* **Task details**: Using the records below, copy every line that holds the string "than".

* **Supplied material**:
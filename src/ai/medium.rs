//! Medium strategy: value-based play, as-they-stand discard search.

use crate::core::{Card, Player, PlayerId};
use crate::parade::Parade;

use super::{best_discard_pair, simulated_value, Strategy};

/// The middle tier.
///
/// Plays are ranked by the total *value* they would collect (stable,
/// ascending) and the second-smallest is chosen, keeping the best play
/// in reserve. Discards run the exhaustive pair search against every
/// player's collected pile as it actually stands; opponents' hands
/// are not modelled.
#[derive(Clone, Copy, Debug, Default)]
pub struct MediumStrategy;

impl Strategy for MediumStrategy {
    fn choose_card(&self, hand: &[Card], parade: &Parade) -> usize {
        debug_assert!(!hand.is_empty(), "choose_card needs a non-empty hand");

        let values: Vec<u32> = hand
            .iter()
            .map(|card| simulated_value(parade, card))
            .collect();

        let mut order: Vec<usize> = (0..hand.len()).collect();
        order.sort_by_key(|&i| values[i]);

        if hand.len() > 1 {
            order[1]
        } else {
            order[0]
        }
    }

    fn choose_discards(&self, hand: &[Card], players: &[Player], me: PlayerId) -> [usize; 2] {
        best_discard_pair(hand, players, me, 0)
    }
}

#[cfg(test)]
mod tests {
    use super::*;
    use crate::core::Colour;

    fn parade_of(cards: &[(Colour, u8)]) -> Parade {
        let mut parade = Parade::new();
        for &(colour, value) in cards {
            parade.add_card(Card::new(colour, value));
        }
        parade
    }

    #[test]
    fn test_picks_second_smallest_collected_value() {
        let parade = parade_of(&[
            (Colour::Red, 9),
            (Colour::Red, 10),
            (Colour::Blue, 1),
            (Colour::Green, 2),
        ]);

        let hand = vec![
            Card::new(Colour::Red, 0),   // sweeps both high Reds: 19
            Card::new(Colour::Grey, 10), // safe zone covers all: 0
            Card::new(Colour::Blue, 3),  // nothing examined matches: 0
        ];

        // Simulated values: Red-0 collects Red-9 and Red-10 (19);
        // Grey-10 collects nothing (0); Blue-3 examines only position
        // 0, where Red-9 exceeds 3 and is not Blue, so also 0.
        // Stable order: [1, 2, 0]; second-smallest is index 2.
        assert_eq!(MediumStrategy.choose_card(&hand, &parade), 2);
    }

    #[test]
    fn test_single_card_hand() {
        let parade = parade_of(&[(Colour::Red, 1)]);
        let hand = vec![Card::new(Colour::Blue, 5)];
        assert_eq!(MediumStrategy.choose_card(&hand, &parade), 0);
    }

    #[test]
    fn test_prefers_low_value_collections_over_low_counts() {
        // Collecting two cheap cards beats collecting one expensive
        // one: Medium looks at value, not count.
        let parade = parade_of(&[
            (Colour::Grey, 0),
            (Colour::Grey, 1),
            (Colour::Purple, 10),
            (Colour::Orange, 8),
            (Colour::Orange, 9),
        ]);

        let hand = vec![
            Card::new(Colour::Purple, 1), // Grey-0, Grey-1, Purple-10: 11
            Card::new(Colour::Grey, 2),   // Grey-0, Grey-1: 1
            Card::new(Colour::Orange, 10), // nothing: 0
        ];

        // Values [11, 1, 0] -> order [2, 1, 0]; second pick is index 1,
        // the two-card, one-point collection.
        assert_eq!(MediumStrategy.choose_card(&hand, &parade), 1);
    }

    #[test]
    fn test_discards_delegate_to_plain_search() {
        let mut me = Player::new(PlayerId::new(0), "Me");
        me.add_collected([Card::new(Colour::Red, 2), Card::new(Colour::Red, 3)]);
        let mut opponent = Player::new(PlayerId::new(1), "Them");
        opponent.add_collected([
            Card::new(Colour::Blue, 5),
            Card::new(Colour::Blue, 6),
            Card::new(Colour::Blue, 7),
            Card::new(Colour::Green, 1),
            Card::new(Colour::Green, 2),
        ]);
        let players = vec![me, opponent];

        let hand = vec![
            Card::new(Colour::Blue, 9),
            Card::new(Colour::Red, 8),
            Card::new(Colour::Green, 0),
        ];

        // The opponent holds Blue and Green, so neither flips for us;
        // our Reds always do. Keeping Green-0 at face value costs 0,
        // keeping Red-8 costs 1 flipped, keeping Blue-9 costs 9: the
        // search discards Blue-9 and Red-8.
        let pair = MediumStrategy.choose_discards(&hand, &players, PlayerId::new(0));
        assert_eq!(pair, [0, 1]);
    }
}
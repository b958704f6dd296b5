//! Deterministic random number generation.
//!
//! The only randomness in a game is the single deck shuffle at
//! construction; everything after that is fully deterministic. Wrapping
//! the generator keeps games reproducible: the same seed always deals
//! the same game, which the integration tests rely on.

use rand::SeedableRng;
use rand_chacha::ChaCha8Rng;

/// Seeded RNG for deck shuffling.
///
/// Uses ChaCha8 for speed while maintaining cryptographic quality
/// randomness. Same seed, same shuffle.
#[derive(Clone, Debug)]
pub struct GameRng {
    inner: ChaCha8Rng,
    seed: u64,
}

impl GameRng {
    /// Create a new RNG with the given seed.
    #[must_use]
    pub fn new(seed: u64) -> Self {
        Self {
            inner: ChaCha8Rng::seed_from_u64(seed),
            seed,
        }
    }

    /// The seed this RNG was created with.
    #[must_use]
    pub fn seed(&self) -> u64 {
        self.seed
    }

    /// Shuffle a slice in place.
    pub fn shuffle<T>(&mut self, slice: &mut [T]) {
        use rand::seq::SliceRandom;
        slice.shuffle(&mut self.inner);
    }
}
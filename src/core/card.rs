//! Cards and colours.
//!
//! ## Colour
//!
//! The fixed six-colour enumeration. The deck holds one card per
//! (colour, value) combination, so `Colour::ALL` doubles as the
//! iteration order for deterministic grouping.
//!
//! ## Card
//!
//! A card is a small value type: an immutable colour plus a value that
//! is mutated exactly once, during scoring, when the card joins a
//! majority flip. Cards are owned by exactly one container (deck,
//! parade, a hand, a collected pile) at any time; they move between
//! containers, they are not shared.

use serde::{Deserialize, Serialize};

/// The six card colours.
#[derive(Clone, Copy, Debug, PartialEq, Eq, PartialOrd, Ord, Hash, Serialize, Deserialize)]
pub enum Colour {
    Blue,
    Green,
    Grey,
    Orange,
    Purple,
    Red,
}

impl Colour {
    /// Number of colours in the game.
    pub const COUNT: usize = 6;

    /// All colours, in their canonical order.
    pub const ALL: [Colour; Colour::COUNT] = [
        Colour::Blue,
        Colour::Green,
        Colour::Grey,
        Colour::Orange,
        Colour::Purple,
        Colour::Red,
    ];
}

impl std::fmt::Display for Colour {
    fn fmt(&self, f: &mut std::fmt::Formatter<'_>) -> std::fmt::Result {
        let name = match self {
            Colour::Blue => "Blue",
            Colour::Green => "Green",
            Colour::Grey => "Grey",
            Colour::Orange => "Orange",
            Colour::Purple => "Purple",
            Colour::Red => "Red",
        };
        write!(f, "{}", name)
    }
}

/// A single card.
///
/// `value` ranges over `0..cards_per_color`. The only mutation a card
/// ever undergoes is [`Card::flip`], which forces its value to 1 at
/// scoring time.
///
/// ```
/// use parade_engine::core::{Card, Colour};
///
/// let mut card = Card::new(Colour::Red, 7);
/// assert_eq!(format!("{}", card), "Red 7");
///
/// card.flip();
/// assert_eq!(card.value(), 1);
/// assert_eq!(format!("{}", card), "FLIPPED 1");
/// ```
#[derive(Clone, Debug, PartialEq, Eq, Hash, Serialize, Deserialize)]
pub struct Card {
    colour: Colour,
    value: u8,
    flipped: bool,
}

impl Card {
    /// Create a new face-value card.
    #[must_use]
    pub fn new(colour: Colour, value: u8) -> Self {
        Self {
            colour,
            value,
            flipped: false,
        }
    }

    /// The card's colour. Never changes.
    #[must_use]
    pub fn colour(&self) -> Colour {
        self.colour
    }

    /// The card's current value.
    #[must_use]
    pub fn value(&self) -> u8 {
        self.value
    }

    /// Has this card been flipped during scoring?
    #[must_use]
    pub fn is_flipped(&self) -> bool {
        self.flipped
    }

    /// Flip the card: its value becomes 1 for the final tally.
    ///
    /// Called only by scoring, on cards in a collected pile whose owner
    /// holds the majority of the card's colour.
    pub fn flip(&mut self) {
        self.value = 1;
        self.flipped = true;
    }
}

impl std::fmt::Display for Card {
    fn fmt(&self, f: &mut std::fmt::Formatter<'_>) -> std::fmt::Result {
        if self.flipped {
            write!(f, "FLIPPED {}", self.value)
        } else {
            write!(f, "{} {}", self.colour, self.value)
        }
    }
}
* * *
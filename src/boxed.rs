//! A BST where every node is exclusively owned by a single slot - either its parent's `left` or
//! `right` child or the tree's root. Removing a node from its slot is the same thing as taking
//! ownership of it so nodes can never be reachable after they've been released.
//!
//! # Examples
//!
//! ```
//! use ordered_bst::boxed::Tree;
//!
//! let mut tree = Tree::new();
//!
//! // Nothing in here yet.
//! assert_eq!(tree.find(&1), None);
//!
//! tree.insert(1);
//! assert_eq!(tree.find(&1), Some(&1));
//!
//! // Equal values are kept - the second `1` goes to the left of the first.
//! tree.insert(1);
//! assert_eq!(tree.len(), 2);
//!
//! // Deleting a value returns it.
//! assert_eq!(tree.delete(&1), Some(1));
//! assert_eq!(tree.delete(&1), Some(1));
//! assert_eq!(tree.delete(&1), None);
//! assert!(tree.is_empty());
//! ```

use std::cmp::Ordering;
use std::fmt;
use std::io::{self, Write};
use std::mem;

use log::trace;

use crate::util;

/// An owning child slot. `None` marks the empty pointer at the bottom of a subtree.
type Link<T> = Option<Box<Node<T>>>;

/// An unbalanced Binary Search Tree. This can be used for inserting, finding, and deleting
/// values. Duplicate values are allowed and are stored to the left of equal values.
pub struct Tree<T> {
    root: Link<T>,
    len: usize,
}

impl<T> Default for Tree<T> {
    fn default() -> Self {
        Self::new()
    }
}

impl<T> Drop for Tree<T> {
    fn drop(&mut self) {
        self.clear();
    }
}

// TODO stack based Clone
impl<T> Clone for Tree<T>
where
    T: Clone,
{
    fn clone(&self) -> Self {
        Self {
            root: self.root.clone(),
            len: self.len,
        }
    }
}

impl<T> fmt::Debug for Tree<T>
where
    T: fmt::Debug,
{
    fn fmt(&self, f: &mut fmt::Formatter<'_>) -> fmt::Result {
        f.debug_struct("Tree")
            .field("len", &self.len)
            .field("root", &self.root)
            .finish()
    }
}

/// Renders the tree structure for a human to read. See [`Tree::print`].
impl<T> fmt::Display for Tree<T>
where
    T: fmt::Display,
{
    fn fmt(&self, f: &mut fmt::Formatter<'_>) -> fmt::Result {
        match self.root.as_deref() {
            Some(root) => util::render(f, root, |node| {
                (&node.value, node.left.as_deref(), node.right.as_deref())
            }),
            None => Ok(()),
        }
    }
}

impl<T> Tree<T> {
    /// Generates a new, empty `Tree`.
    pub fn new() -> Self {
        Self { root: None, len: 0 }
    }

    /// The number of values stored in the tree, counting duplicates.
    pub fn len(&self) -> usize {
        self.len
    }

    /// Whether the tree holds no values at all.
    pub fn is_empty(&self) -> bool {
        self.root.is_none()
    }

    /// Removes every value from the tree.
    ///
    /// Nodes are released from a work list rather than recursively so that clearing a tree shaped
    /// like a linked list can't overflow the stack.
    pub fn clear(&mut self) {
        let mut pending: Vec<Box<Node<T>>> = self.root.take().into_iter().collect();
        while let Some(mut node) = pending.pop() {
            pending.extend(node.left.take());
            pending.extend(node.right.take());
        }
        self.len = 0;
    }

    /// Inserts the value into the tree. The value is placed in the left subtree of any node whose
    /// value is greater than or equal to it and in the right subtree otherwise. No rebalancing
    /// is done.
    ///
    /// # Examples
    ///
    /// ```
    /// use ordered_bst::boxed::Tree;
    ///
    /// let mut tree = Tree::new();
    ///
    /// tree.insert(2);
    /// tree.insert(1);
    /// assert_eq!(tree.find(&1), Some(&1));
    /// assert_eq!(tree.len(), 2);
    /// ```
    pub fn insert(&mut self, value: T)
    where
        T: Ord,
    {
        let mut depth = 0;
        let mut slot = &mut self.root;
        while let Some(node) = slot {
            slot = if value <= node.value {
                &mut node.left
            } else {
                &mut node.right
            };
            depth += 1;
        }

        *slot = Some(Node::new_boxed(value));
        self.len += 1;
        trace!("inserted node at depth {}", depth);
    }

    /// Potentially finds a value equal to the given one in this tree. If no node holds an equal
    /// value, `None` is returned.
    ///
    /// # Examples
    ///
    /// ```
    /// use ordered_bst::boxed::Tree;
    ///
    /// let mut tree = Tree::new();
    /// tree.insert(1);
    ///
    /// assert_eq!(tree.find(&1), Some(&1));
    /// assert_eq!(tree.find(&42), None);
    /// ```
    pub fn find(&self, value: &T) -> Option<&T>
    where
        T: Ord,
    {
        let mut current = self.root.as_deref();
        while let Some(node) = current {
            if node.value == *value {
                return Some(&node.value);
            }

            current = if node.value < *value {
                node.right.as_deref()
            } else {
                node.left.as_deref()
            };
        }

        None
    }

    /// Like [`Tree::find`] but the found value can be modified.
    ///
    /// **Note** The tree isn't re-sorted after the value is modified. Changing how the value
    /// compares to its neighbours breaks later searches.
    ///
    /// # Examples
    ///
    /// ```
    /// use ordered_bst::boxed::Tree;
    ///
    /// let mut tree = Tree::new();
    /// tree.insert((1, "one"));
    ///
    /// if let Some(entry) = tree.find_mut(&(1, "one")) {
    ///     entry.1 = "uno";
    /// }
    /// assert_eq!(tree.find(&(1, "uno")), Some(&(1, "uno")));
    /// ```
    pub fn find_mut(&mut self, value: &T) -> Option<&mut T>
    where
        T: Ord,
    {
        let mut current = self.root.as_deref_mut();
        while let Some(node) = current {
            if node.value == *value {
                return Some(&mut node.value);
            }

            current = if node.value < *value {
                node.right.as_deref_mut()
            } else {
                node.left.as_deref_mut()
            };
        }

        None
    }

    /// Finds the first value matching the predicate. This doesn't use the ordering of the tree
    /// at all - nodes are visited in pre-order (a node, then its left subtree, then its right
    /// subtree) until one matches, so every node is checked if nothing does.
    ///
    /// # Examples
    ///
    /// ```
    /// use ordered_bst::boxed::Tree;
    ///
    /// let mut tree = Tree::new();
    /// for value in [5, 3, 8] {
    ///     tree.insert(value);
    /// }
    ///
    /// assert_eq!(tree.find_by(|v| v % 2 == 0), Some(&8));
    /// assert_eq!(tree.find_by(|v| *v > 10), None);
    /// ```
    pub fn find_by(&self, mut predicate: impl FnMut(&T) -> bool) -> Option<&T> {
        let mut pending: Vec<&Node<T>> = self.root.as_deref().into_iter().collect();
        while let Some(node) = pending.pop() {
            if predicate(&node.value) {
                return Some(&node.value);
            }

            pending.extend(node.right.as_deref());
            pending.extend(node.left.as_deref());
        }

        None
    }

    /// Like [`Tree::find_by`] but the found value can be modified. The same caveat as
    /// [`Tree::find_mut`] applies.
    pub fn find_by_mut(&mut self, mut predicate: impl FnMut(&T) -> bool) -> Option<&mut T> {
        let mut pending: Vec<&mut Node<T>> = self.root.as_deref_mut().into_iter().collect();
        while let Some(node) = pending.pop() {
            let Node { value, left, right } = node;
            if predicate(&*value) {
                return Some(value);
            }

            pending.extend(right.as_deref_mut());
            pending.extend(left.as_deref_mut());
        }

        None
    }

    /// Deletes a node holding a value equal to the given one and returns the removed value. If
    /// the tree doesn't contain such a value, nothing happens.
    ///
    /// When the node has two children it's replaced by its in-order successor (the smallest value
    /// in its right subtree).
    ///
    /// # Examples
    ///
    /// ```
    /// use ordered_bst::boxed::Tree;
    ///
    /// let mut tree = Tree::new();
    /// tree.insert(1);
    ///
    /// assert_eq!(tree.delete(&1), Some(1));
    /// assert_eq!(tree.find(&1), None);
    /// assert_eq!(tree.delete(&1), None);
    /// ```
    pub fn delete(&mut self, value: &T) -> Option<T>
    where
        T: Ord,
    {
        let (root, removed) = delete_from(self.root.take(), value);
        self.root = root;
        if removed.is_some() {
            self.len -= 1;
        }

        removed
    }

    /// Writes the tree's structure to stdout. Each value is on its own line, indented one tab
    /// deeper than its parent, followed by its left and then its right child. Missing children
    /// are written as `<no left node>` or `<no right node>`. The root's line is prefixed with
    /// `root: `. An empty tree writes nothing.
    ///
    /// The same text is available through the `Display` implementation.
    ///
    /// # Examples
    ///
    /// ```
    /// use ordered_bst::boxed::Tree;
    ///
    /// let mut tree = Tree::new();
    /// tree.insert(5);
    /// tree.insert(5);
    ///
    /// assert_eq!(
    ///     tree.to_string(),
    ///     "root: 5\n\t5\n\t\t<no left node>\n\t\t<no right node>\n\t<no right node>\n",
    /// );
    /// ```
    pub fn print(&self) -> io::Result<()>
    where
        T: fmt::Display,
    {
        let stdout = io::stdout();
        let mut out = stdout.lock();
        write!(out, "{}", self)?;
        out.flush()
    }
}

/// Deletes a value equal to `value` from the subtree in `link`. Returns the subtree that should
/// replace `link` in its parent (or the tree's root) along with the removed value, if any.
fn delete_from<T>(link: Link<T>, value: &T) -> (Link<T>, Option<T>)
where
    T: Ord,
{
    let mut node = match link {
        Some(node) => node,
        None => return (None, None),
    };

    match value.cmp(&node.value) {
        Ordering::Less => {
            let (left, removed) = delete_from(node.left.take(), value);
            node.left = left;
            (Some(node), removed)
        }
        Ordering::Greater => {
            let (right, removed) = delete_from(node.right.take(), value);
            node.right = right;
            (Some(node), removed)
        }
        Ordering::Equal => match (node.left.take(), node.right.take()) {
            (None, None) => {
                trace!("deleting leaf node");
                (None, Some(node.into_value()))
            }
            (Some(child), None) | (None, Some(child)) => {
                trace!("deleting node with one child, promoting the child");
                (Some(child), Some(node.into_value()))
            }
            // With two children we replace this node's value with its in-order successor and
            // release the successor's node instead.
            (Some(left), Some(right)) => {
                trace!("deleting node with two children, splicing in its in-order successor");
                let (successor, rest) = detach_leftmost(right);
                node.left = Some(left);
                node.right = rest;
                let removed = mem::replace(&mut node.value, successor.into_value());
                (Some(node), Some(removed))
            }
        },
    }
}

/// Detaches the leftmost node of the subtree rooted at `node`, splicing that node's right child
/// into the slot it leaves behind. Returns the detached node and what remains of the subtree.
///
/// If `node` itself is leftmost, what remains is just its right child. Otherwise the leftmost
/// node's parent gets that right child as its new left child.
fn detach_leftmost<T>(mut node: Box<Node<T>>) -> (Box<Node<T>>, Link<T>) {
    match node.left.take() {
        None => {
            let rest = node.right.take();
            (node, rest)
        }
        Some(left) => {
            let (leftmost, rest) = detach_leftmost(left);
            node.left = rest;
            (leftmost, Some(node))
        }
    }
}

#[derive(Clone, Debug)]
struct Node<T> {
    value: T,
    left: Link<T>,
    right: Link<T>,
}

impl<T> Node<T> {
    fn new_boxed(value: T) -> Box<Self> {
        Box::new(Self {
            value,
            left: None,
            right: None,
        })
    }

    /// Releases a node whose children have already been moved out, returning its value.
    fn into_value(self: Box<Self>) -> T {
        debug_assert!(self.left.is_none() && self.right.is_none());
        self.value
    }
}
==
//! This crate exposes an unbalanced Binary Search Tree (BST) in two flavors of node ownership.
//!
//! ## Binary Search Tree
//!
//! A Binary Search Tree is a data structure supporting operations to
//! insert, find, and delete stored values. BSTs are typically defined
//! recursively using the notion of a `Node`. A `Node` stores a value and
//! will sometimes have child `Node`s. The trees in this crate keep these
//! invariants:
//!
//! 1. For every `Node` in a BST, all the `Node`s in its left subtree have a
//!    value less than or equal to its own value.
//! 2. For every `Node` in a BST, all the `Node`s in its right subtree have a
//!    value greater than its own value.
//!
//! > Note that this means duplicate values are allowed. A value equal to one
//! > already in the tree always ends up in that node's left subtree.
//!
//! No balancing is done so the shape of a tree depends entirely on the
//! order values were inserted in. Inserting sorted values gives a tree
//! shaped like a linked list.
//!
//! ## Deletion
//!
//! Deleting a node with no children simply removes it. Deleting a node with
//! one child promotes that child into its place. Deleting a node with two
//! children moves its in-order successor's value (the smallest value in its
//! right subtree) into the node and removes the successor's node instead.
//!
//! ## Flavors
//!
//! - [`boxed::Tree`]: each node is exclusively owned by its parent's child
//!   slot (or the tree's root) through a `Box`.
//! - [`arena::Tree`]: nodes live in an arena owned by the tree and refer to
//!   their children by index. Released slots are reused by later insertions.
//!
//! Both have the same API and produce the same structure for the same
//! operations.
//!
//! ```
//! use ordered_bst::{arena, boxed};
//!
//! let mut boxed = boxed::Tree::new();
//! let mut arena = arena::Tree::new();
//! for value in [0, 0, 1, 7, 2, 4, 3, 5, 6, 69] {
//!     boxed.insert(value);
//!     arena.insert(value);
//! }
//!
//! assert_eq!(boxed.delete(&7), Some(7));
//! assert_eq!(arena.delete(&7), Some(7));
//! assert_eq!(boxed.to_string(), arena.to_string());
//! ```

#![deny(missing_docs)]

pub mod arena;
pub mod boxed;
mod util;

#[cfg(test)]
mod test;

* **Result for this task**:
    /// Nodes are released from a work list rather than recursively so that clearing a tree shaped
    /// value is greater than or equal to it and in the right subtree otherwise. No rebalancing
    /// deeper than its parent, followed by its left and then its right child. Missing children
//!    value less than or equal to its own value.
//!    value greater than its own value.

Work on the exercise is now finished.